Your goal:
Write out every line below that contains "types".

Segment Open

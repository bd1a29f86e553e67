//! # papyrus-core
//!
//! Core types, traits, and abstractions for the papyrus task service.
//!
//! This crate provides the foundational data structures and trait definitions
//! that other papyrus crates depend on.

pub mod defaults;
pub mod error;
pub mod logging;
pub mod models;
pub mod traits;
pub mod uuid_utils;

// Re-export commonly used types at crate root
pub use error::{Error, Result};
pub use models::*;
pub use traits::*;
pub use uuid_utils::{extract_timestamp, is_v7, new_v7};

Segment Closed

Task result:
//! Core types, traits, and abstractions for the papyrus task service.
// Re-export commonly used types at crate root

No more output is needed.